We thank all partners of and contributors to the COG-UK consortium, who are listed at https://www.cogconsortium.uk/about/. We acknowledge support from the Oxford Martin School. We thank Prof Christopher Dye for helpful comments and feedback. We thank Alexander Watts, Kamran Khan and Isaac Bogoch for assistance with global aviation statistics. We also acknowledge the important work of SARS-CoV-2 genome data producers globally contributing sequence data to the GISAID database.
As the UK’s epidemic grew, it also became an exporter of virus lineages to other countries, e.g. to Iceland.
Identifying UK-specific transmission lineages of SARS-CoV-2 is a complex problem. The estimated number of introduced lineages is likely to be conservative because we have virus genome sequences for only a small fraction of UK infections (perhaps 1-5%), hence many transmission lineages will have gone undetected; larger lineages are more likely to be detected than smaller ones. Furthermore (i) under-sampling of genomes from other countries will result in the mistaken aggregation of separately-introduced UK lineages, reducing the number of detected lineages, and (ii) 42% of UK genomes (n=6954) cannot be allocated to a UK transmission lineage on the basis of virus genetic relatedness (singletons). However, given the rate of SARS-CoV-2 genome evolution and the low fraction of sequenced, some of these singletons are likely to belong to UK transmission lineages (detected or undetected).

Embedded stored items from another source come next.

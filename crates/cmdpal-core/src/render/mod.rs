//! Turning raw command output into the items a section displays.

mod items;
mod reconcile;

pub use items::{
    DisplayItem, MAX_DISPLAY_CHARS, dedup_stable, display_text, extract_label, itemize,
    split_output, truncate_for_display,
};
pub use reconcile::{ReconcileDiff, ReconcileMode, RenderedItems};
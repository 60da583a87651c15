//! Test doubles for the executor seams.

use std::collections::HashMap;
use std::sync::Mutex;

use super::automation::AutomationBackend;
use super::errors::ExecutorError;
use super::shell::Shell;

/// Shell returning canned output per command, recording every call.
#[derive(Default)]
pub struct ScriptedShell {
    outputs: Mutex<HashMap<String, String>>,
    pub calls: Mutex<Vec<String>>,
}

impl ScriptedShell {
    pub fn set(&self, command: &str, output: &str) {
        self.outputs
            .lock()
            .unwrap()
            .insert(command.to_string(), output.to_string());
    }

    pub fn call_count(&self, command: &str) -> usize {
        self.calls
            .lock()
            .unwrap()
            .iter()
            .filter(|c| c.as_str() == command)
            .count()
    }
}

impl Shell for ScriptedShell {
    fn capture(&self, command: &str) -> Result<String, ExecutorError> {
        self.calls.lock().unwrap().push(command.to_string());
        Ok(self
            .outputs
            .lock()
            .unwrap()
            .get(command)
            .cloned()
            .unwrap_or_default())
    }
}

/// Automation backend that records requests instead of driving the OS.
#[derive(Default)]
pub struct RecordingAutomation {
    pub inserted: Mutex<Vec<String>>,
    pub shown: Mutex<Vec<String>>,
}

impl AutomationBackend for RecordingAutomation {
    fn name(&self) -> &'static str {
        "recording"
    }

    fn is_available(&self) -> bool {
        true
    }

    fn insert_text(&self, text: &str) -> Result<(), ExecutorError> {
        self.inserted.lock().unwrap().push(text.to_string());
        Ok(())
    }

    fn show_in_terminal(&self, command: &str) -> Result<(), ExecutorError> {
        self.shown.lock().unwrap().push(command.to_string());
        Ok(())
    }
}
/// Configuration written to `~/.cmd_pal/config` on first run.
pub const DEFAULT_CONFIG: &str = r#"
# CMD_PAL Configuration File
#
# This file contains the configuration settings for CMD_PAL.
# Each section represents a different widget in the CMD_PAL interface.
#
# Available options for each section:
#   type (required): The type of widget to display. Options are 'log', 'parse_command', and 'display'.
#
#   value (required): The value associated with the widget type.
#     - For 'log': The file path for the log file (e.g., '~/my_log.txt').
#     - For 'parse_command': The command to be executed and parsed (e.g., 'ls -la').
#     - For 'display': The command to be executed and displayed (e.g., 'date').
#
#   interval (required): The time interval (in seconds) between updates for the widget.
#
# Additional options specific to 'parse_command' type:
#   clean (optional, default=False): If set to True, entries that disappear from the
#     command output are removed. Otherwise old entries are kept as history.
#   split (optional, default=False): If set to True, the output of the command will be
#     split by newline characters (newest line first).
#   action (optional, default='insert'): The action to perform when a button is clicked.
#     - 'insert': Switches to the last app frontmost and inserts the text
#     - 'show': Shows the command in a terminal window (new or existing)
#     - 'run': Runs the command internally and displays the output in the bottom status field.
#
#   When using the parse_command type, you can assign custom labels to buttons with
#   lines like "ls -lah ;: My ls" to create a [My ls] button.

# Default config assumes zsh shell but you can customize it to be whatever
[History]
type = parse_command
# history in zsh is stored like ": 1687218706:0;ls" so we cleanup.
value = tail -n 50 ~/.zsh_history | cut -d ";" -f2- -s
interval = 4
clean = True
split = True
action = show


[Clipboard]
type = parse_command
value = pbpaste
interval = 4
clean = False
split = False
action = insert

[Ruby Shell]
type = parse_command
value = tail -n 50 ~/.pry_history
interval = 4
clean = True
split = True
action = insert

[notes.txt]
type = log
value = ~/.cmd_pal/notes.txt
interval = 10

[Uptime]
type = display
value = uptime
interval = 10
"#;
/// Text shown in the status area under the columns.
#[derive(Debug, Clone, Default, PartialEq, Eq)]
pub struct StatusArea {
    text: String,
}

impl StatusArea {
    pub fn text(&self) -> &str {
        &self.text
    }

    pub fn is_empty(&self) -> bool {
        self.text.is_empty()
    }

    /// Replace the contents.
    pub fn show(&mut self, text: impl Into<String>) {
        self.text = text.into();
    }

    /// Add `line` as a new paragraph.
    pub fn append(&mut self, line: &str) {
        if !self.text.is_empty() {
            self.text.push('\n');
        }
        self.text.push_str(line);
    }

    pub fn clear(&mut self) {
        self.text.clear();
    }
}

#[cfg(test)]
mod tests {
    use super::*;

    #[test]
    fn test_append_separates_paragraphs() {
        let mut status = StatusArea::default();
        status.append("one");
        status.append("two");
        assert_eq!(status.text(), "one\ntwo");
    }

    #[test]
    fn test_show_replaces() {
        let mut status = StatusArea::default();
        status.append("old");
        status.show("new");
        assert_eq!(status.text(), "new");
    }
}
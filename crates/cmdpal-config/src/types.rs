//! Typed configuration model.

use std::fmt;
use std::path::{Path, PathBuf};
use std::str::FromStr;
use std::time::Duration;

/// Widget type of a configured section.
#[derive(Debug, Clone, Copy, PartialEq, Eq, Hash)]
pub enum SectionKind {
    /// Append-only notes file with an input field.
    Log,
    /// Command whose output is split into clickable items.
    ParseCommand,
    /// Command whose output is shown verbatim in a text pane.
    Display,
}

impl SectionKind {
    pub fn as_str(&self) -> &'static str {
        match self {
            SectionKind::Log => "log",
            SectionKind::ParseCommand => "parse_command",
            SectionKind::Display => "display",
        }
    }
}

impl fmt::Display for SectionKind {
    fn fmt(&self, f: &mut fmt::Formatter<'_>) -> fmt::Result {
        f.write_str(self.as_str())
    }
}

impl FromStr for SectionKind {
    type Err = String;

    fn from_str(s: &str) -> Result<Self, Self::Err> {
        match s.trim().to_lowercase().as_str() {
            "log" => Ok(SectionKind::Log),
            "parse_command" => Ok(SectionKind::ParseCommand),
            "display" => Ok(SectionKind::Display),
            other => Err(format!(
                "unknown type '{}' (expected log, parse_command or display)",
                other
            )),
        }
    }
}

/// What happens when a rendered item is activated.
#[derive(Debug, Clone, Copy, Default, PartialEq, Eq, Hash)]
pub enum Action {
    /// Switch to the previously focused application and type the text.
    #[default]
    Insert,
    /// Open the command in a terminal window.
    Show,
    /// Run the command in the background and append its output to the status area.
    Run,
}

impl Action {
    pub fn as_str(&self) -> &'static str {
        match self {
            Action::Insert => "insert",
            Action::Show => "show",
            Action::Run => "run",
        }
    }
}

impl fmt::Display for Action {
    fn fmt(&self, f: &mut fmt::Formatter<'_>) -> fmt::Result {
        f.write_str(self.as_str())
    }
}

impl FromStr for Action {
    type Err = String;

    fn from_str(s: &str) -> Result<Self, Self::Err> {
        match s.trim().to_lowercase().as_str() {
            "insert" => Ok(Action::Insert),
            "show" => Ok(Action::Show),
            "run" => Ok(Action::Run),
            other => Err(format!(
                "unknown action '{}' (expected insert, show or run)",
                other
            )),
        }
    }
}

/// One configured widget. Immutable after loading.
#[derive(Debug, Clone, PartialEq, Eq)]
pub struct Section {
    pub name: String,
    pub kind: SectionKind,
    /// Shell command, or file path for `log` sections (as written in the file).
    pub value: String,
    pub interval: Duration,
    pub clean: bool,
    pub split: bool,
    /// Action as configured. `None` when the key was omitted.
    pub action: Option<Action>,
    /// Tilde-expanded file path for `log` sections.
    pub log_path: Option<PathBuf>,
}

impl Section {
    /// Effective action, defaulting to [`Action::Insert`].
    pub fn action(&self) -> Action {
        self.action.unwrap_or_default()
    }

    /// Header text: the section name, with the action appended when configured.
    pub fn header_label(&self) -> String {
        match self.action {
            Some(action) => format!("{} ({})", self.name, action),
            None => self.name.clone(),
        }
    }

    /// Command sections with an empty value are not rendered.
    pub fn is_renderable(&self) -> bool {
        match self.kind {
            SectionKind::Log => self.log_path.is_some(),
            SectionKind::ParseCommand | SectionKind::Display => !self.value.trim().is_empty(),
        }
    }
}

/// Sections loaded from one configuration file.
#[derive(Debug, Clone, PartialEq, Eq)]
pub struct PaletteConfig {
    pub path: PathBuf,
    pub sections: Vec<Section>,
}

impl PaletteConfig {
    pub fn path(&self) -> &Path {
        &self.path
    }

    pub fn section(&self, name: &str) -> Option<&Section> {
        self.sections.iter().find(|s| s.name == name)
    }
}

#[cfg(test)]
mod tests {
    use super::*;

    fn section(kind: SectionKind, value: &str, action: Option<Action>) -> Section {
        Section {
            name: "Clipboard".to_string(),
            kind,
            value: value.to_string(),
            interval: Duration::from_secs(4),
            clean: false,
            split: false,
            action,
            log_path: None,
        }
    }

    #[test]
    fn test_section_kind_round_trips_through_str() {
        for kind in [
            SectionKind::Log,
            SectionKind::ParseCommand,
            SectionKind::Display,
        ] {
            assert_eq!(kind.as_str().parse::<SectionKind>().unwrap(), kind);
        }
    }

    #[test]
    fn test_section_kind_rejects_unknown() {
        let err = "graph".parse::<SectionKind>().unwrap_err();
        assert!(err.contains("unknown type 'graph'"));
    }

    #[test]
    fn test_action_parse_is_case_insensitive() {
        assert_eq!("RUN".parse::<Action>().unwrap(), Action::Run);
        assert_eq!(" show ".parse::<Action>().unwrap(), Action::Show);
    }

    #[test]
    fn test_action_defaults_to_insert() {
        let s = section(SectionKind::ParseCommand, "pbpaste", None);
        assert_eq!(s.action(), Action::Insert);
    }

    #[test]
    fn test_header_label_includes_configured_action() {
        let s = section(SectionKind::ParseCommand, "pbpaste", Some(Action::Insert));
        assert_eq!(s.header_label(), "Clipboard (insert)");
    }

    #[test]
    fn test_header_label_without_action() {
        let s = section(SectionKind::Display, "uptime", None);
        assert_eq!(s.header_label(), "Clipboard");
    }

    #[test]
    fn test_empty_command_is_not_renderable() {
        assert!(!section(SectionKind::ParseCommand, "  ", None).is_renderable());
        assert!(!section(SectionKind::Display, "", None).is_renderable());
        assert!(section(SectionKind::Display, "uptime", None).is_renderable());
    }
}
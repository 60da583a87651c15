use crate::errors::CmdPalError;
use crate::executor::ExecutorError;
use crate::notes::NotesError;

use super::SectionId;

#[derive(Debug, thiserror::Error)]
pub enum PaletteError {
    #[error("No section at {id}")]
    UnknownSection { id: SectionId },

    #[error("Section '{name}' has no command to run")]
    InactiveSection { name: String },

    #[error("Section '{name}' has no item {index}")]
    UnknownItem { name: String, index: usize },

    #[error("Section '{name}' is not a log section")]
    NotALog { name: String },

    #[error(transparent)]
    Executor(#[from] ExecutorError),

    #[error(transparent)]
    Notes(#[from] NotesError),
}

impl CmdPalError for PaletteError {
    fn error_code(&self) -> &'static str {
        match self {
            PaletteError::UnknownSection { .. } => "UNKNOWN_SECTION",
            PaletteError::InactiveSection { .. } => "INACTIVE_SECTION",
            PaletteError::UnknownItem { .. } => "UNKNOWN_ITEM",
            PaletteError::NotALog { .. } => "NOT_A_LOG_SECTION",
            PaletteError::Executor(e) => e.error_code(),
            PaletteError::Notes(e) => e.error_code(),
        }
    }
}
//! cmdpal-core: Core library for the CMD_PAL command palette
//!
//! Everything here is toolkit-independent. A UI host feeds focus, interaction
//! and timer events into a [`Palette`] and renders whatever state it exposes.
//!
//! # Main Entry Points
//!
//! - [`palette`] - Headless controller implementing [`PaletteEvents`]
//! - [`scheduler`] - Interaction-aware refresh gate
//! - [`render`] - Output itemization and reconciliation
//! - [`executor`] - Shell capture, background runs, and OS automation
//! - [`notes`] - Timestamped notes files for `log` sections
//! - [`focus`] - Collapse/restore bookkeeping for the main window

pub mod errors;
pub mod executor;
pub mod focus;
pub mod logging;
pub mod notes;
pub mod palette;
pub mod render;
pub mod scheduler;

pub use cmdpal_config::{Action, ConfigError, PaletteConfig, Section, SectionKind};
pub use errors::{CmdPalError, CmdPalResult};
pub use executor::{ActionDispatcher, Activation, ExecutorError, RunOutcome, Shell, SystemShell};
pub use focus::{DockChange, FocusTracker, WindowGeometry, WindowOrigin};
pub use notes::{NotesError, NotesLog};
pub use palette::{
    Palette, PaletteColumn, PaletteError, PaletteEvents, RefreshReport, SectionContent, SectionId,
    SectionState, StatusArea, TickOutcome,
};
pub use render::{DisplayItem, ReconcileDiff, ReconcileMode, RenderedItems};
pub use scheduler::{Clock, InteractionClock, ManualClock, SystemClock};

pub use logging::init_logging;
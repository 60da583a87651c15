//! Tracing subscriber setup shared by every CMD_PAL binary.

use tracing_subscriber::EnvFilter;

/// Install the global fmt subscriber writing to stderr.
///
/// `RUST_LOG` takes precedence. Otherwise CMD_PAL crates log at `info`, or
/// `warn` when `quiet` is set. Calling this twice is harmless.
pub fn init_logging(quiet: bool) {
    let level = if quiet { "warn" } else { "info" };
    let filter = EnvFilter::try_from_default_env().unwrap_or_else(|_| {
        EnvFilter::new(format!(
            "warn,cmdpal_core={level},cmdpal_config={level},cmdpal_ui={level}"
        ))
    });

    let _ = tracing_subscriber::fmt()
        .with_env_filter(filter)
        .with_writer(std::io::stderr)
        .with_target(false)
        .try_init();
}

#[cfg(test)]
mod tests {
    use super::*;

    #[test]
    fn test_init_logging_twice_does_not_panic() {
        init_logging(true);
        init_logging(false);
    }
}
//! Status area under the columns: hover text and `run` output.

use cmdpal_core::StatusArea;
use gpui::{IntoElement, ScrollHandle, div, prelude::*, px};

use crate::theme;

pub fn render_status_area(status: &StatusArea, scroll: &ScrollHandle) -> impl IntoElement {
    div()
        .id("status-area")
        .w_full()
        .h(px(theme::STATUS_HEIGHT))
        .flex_shrink_0()
        .overflow_y_scroll()
        .track_scroll(scroll)
        .px(px(theme::SPACE_3))
        .py(px(theme::SPACE_2))
        .bg(theme::header_bg())
        .text_color(theme::header_text())
        .text_size(px(theme::TEXT_BASE))
        .child(status.text().to_string())
}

Note that these estimates are not based on virus phylogeography (a technique we have used in previous studies). We find that, for many UK transmission lineages, the virus phylogeny is currently not sufficiently informative about likely locations of origin, due to low virus genetic variation relative to rates of international movement, and to variable rates of genome sampling among locations. Further genome sequencing around the world may improve this situation in the future.